» **WHAT TO DO**
In full and without alteration, reproduce every record.

» **RECORDS FOR PROCESSING**
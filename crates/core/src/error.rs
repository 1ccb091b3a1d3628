use std::fmt;
use std::path::PathBuf;
use std::time::Duration;

/// The repository operation an error belongs to.
#[derive(Clone, Copy, Debug, PartialEq, Eq, Hash)]
pub enum Operation {
    CreateEhr,
    GetEhr,
    CreateComposition,
    UpdateComposition,
    DeleteComposition,
    GetComposition,
    QueryCompositions,
    ListTemplates,
    GetWebTemplate,
}

impl Operation {
    pub fn as_str(self) -> &'static str {
        match self {
            Operation::CreateEhr => "create EHR",
            Operation::GetEhr => "get EHR",
            Operation::CreateComposition => "create composition",
            Operation::UpdateComposition => "update composition",
            Operation::DeleteComposition => "delete composition",
            Operation::GetComposition => "get composition",
            Operation::QueryCompositions => "query compositions",
            Operation::ListTemplates => "list templates",
            Operation::GetWebTemplate => "get web template",
        }
    }
}

impl fmt::Display for Operation {
    fn fmt(&self, f: &mut fmt::Formatter<'_>) -> fmt::Result {
        f.write_str(self.as_str())
    }
}

#[derive(Debug, thiserror::Error)]
pub enum VitalsError {
    #[error("invalid input: {0}")]
    InvalidInput(String),
    #[error("invalid identifier: {0}")]
    InvalidId(#[from] clinic_types::IdError),
    #[error("invalid repository URL: {0}")]
    InvalidUrl(#[from] url::ParseError),

    #[error("{operation} failed for {target}: HTTP {status} {reason}")]
    Transport {
        operation: Operation,
        target: String,
        status: u16,
        reason: String,
    },
    #[error("{operation} for {target} could not reach the repository: {source}")]
    Network {
        operation: Operation,
        target: String,
        #[source]
        source: reqwest::Error,
    },
    #[error("{operation} for {target} returned a malformed response: {detail}")]
    MalformedResponse {
        operation: Operation,
        target: String,
        detail: String,
    },
    #[error("{operation} for {target} timed out after {after:?}")]
    Timeout {
        operation: Operation,
        target: String,
        after: Duration,
    },
    #[error("{operation} for {target} was cancelled")]
    Cancelled { operation: Operation, target: String },

    #[error("openEHR error: {0}")]
    OpenEhr(#[from] openehr::OpenEhrError),
    #[error("failed to read template file {}: {source}", path.display())]
    TemplateFileRead {
        path: PathBuf,
        #[source]
        source: std::io::Error,
    },
    #[error("failed to parse template file {}: {source}", path.display())]
    TemplateFileParse {
        path: PathBuf,
        #[source]
        source: serde_json::Error,
    },
}

impl VitalsError {
    /// HTTP status of a [`VitalsError::Transport`] failure.
    pub fn status(&self) -> Option<u16> {
        match self {
            VitalsError::Transport { status, .. } => Some(*status),
            _ => None,
        }
    }

    /// The repository operation that failed, for errors raised at the wire.
    pub fn operation(&self) -> Option<Operation> {
        match self {
            VitalsError::Transport { operation, .. }
            | VitalsError::Network { operation, .. }
            | VitalsError::MalformedResponse { operation, .. }
            | VitalsError::Timeout { operation, .. }
            | VitalsError::Cancelled { operation, .. } => Some(*operation),
            _ => None,
        }
    }

    pub fn is_not_found(&self) -> bool {
        self.status() == Some(404)
    }
}

pub type VitalsResult<T> = std::result::Result<T, VitalsError>;
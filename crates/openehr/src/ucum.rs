//! UCUM unit normalisation.
//!
//! Forms and imports use colloquial unit spellings. The repository validates `DV_QUANTITY`
//! units against the template, which expects UCUM case-sensitive codes.

use std::borrow::Cow;

const ALIASES: &[(&str, &str)] = &[
    ("mmhg", "mm[Hg]"),
    ("mm hg", "mm[Hg]"),
    ("bpm", "/min"),
    ("beats/min", "/min"),
    ("beats per minute", "/min"),
    ("per min", "/min"),
    ("kgs", "kg"),
    ("kilograms", "kg"),
    ("lb", "[lb_av]"),
    ("lbs", "[lb_av]"),
    ("centimetres", "cm"),
    ("centimeters", "cm"),
    ("inches", "[in_i]"),
    ("in", "[in_i]"),
];

/// Maps common aliases to their UCUM code. Unknown units are returned trimmed but otherwise
/// unchanged.
///
/// ```rust
/// assert_eq!(openehr::ucum::normalise_unit("mmHg"), "mm[Hg]");
/// assert_eq!(openehr::ucum::normalise_unit("Kg"), "kg");
/// assert_eq!(openehr::ucum::normalise_unit("/min"), "/min");
/// ```
pub fn normalise_unit(unit: &str) -> Cow<'_, str> {
    let trimmed = unit.trim();
    let lower = trimmed.to_ascii_lowercase();

    if let Some((_, ucum)) = ALIASES.iter().find(|(alias, _)| *alias == lower) {
        return Cow::Borrowed(*ucum);
    }

    // Case-only variants of SI units (`KG`, `Cm`).
    if matches!(lower.as_str(), "kg" | "g" | "cm" | "m") && trimmed != lower {
        return Cow::Owned(lower);
    }

    Cow::Borrowed(trimmed)
}

#[cfg(test)]
mod tests {
    use super::*;

    #[test]
    fn maps_aliases() {
        assert_eq!(normalise_unit("mmHg"), "mm[Hg]");
        assert_eq!(normalise_unit(" MM HG "), "mm[Hg]");
        assert_eq!(normalise_unit("bpm"), "/min");
        assert_eq!(normalise_unit("lbs"), "[lb_av]");
    }

    #[test]
    fn leaves_ucum_codes_alone() {
        assert_eq!(normalise_unit("mm[Hg]"), "mm[Hg]");
        assert_eq!(normalise_unit("/min"), "/min");
        assert_eq!(normalise_unit("kg"), "kg");
        assert_eq!(normalise_unit("%"), "%");
    }

    #[test]
    fn lowercases_si_units() {
        assert_eq!(normalise_unit("KG"), "kg");
        assert_eq!(normalise_unit("Cm"), "cm");
    }
}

» **WRITTEN ANSWER**
filename crates/core/src/error.rs
repository 1ccb091b3a1d3628
use std::fmt;
use std::path::PathBuf;
use std::time::Duration;

/// The repository operation an error belongs to.
#[derive(Clone, Copy, Debug, PartialEq, Eq, Hash)]
pub enum Operation {
    CreateEhr,
    GetEhr,
    CreateComposition,
    UpdateComposition,
    DeleteComposition,
    GetComposition,
    QueryCompositions,
    ListTemplates,
    GetWebTemplate,
}

impl Operation {
    pub fn as_str(self) -> &'static str {
        match self {
            Operation::CreateEhr => "create EHR",
            Operation::GetEhr => "get EHR",
            Operation::CreateComposition => "create composition",
            Operation::UpdateComposition => "update composition",
            Operation::DeleteComposition => "delete composition",
            Operation::GetComposition => "get composition",
            Operation::QueryCompositions => "query compositions",
            Operation::ListTemplates => "list templates",
            Operation::GetWebTemplate => "get web template",
        }
    }
}

impl fmt::Display for Operation {
    fn fmt(&self, f: &mut fmt::Formatter<'_>) -> fmt::Result {
        f.write_str(self.as_str())
    }
}

#[derive(Debug, thiserror::Error)]
pub enum VitalsError {
    #[error("invalid input: {0}")]
    InvalidInput(String),
    #[error("invalid identifier: {0}")]
    InvalidId(#[from] clinic_types::IdError),
    #[error("invalid repository URL: {0}")]
    InvalidUrl(#[from] url::ParseError),

    #[error("{operation} failed for {target}: HTTP {status} {reason}")]
    Transport {
        operation: Operation,
        target: String,
        status: u16,
        reason: String,
    },
    #[error("{operation} for {target} could not reach the repository: {source}")]
    Network {
        operation: Operation,
        target: String,
        #[source]
        source: reqwest::Error,
    },
    #[error("{operation} for {target} returned a malformed response: {detail}")]
    MalformedResponse {
        operation: Operation,
        target: String,
        detail: String,
    },
    #[error("{operation} for {target} timed out after {after:?}")]
    Timeout {
        operation: Operation,
        target: String,
        after: Duration,
    },
    #[error("{operation} for {target} was cancelled")]
    Cancelled { operation: Operation, target: String },

    #[error("openEHR error: {0}")]
    OpenEhr(#[from] openehr::OpenEhrError),
    #[error("failed to read template file {}: {source}", path.display())]
    TemplateFileRead {
        path: PathBuf,
        #[source]
        source: std::io::Error,
    },
    #[error("failed to parse template file {}: {source}", path.display())]
    TemplateFileParse {
        path: PathBuf,
        #[source]
        source: serde_json::Error,
    },
}

impl VitalsError {
    /// HTTP status of a [`VitalsError::Transport`] failure.
    pub fn status(&self) -> Option<u16> {
        match self {
            VitalsError::Transport { status, .. } => Some(*status),
            _ => None,
        }
    }

    /// The repository operation that failed, for errors raised at the wire.
    pub fn operation(&self) -> Option<Operation> {
        match self {
            VitalsError::Transport { operation, .. }
            | VitalsError::Network { operation, .. }
            | VitalsError::MalformedResponse { operation, .. }
            | VitalsError::Timeout { operation, .. }
            | VitalsError::Cancelled { operation, .. } => Some(*operation),
            _ => None,
        }
    }

    pub fn is_not_found(&self) -> bool {
        self.status() == Some(404)
    }
}

pub type VitalsResult<T> = std::result::Result<T, VitalsError>;
filename crates/openehr/src/ucum.rs
//! UCUM unit normalisation.
//!
//! Forms and imports use colloquial unit spellings. The repository validates `DV_QUANTITY`
//! units against the template, which expects UCUM case-sensitive codes.

use std::borrow::Cow;

const ALIASES: &[(&str, &str)] = &[
    ("mmhg", "mm[Hg]"),
    ("mm hg", "mm[Hg]"),
    ("bpm", "/min"),
    ("beats/min", "/min"),
    ("beats per minute", "/min"),
    ("per min", "/min"),
    ("kgs", "kg"),
    ("kilograms", "kg"),
    ("lb", "[lb_av]"),
    ("lbs", "[lb_av]"),
    ("centimetres", "cm"),
    ("centimeters", "cm"),
    ("inches", "[in_i]"),
    ("in", "[in_i]"),
];

/// Maps common aliases to their UCUM code. Unknown units are returned trimmed but otherwise
/// unchanged.
///
/// ```rust
/// assert_eq!(openehr::ucum::normalise_unit("mmHg"), "mm[Hg]");
/// assert_eq!(openehr::ucum::normalise_unit("Kg"), "kg");
/// assert_eq!(openehr::ucum::normalise_unit("/min"), "/min");
/// ```
pub fn normalise_unit(unit: &str) -> Cow<'_, str> {
    let trimmed = unit.trim();
    let lower = trimmed.to_ascii_lowercase();

    if let Some((_, ucum)) = ALIASES.iter().find(|(alias, _)| *alias == lower) {
        return Cow::Borrowed(*ucum);
    }

    // Case-only variants of SI units (`KG`, `Cm`).
    if matches!(lower.as_str(), "kg" | "g" | "cm" | "m") && trimmed != lower {
        return Cow::Owned(lower);
    }

    Cow::Borrowed(trimmed)
}

#[cfg(test)]
mod tests {
    use super::*;

    #[test]
    fn maps_aliases() {
        assert_eq!(normalise_unit("mmHg"), "mm[Hg]");
        assert_eq!(normalise_unit(" MM HG "), "mm[Hg]");
        assert_eq!(normalise_unit("bpm"), "/min");
        assert_eq!(normalise_unit("lbs"), "[lb_av]");
    }

    #[test]
    fn leaves_ucum_codes_alone() {
        assert_eq!(normalise_unit("mm[Hg]"), "mm[Hg]");
        assert_eq!(normalise_unit("/min"), "/min");
        assert_eq!(normalise_unit("kg"), "kg");
        assert_eq!(normalise_unit("%"), "%");
    }

    #[test]
    fn lowercases_si_units() {
        assert_eq!(normalise_unit("KG"), "kg");
        assert_eq!(normalise_unit("Cm"), "cm");
    }
}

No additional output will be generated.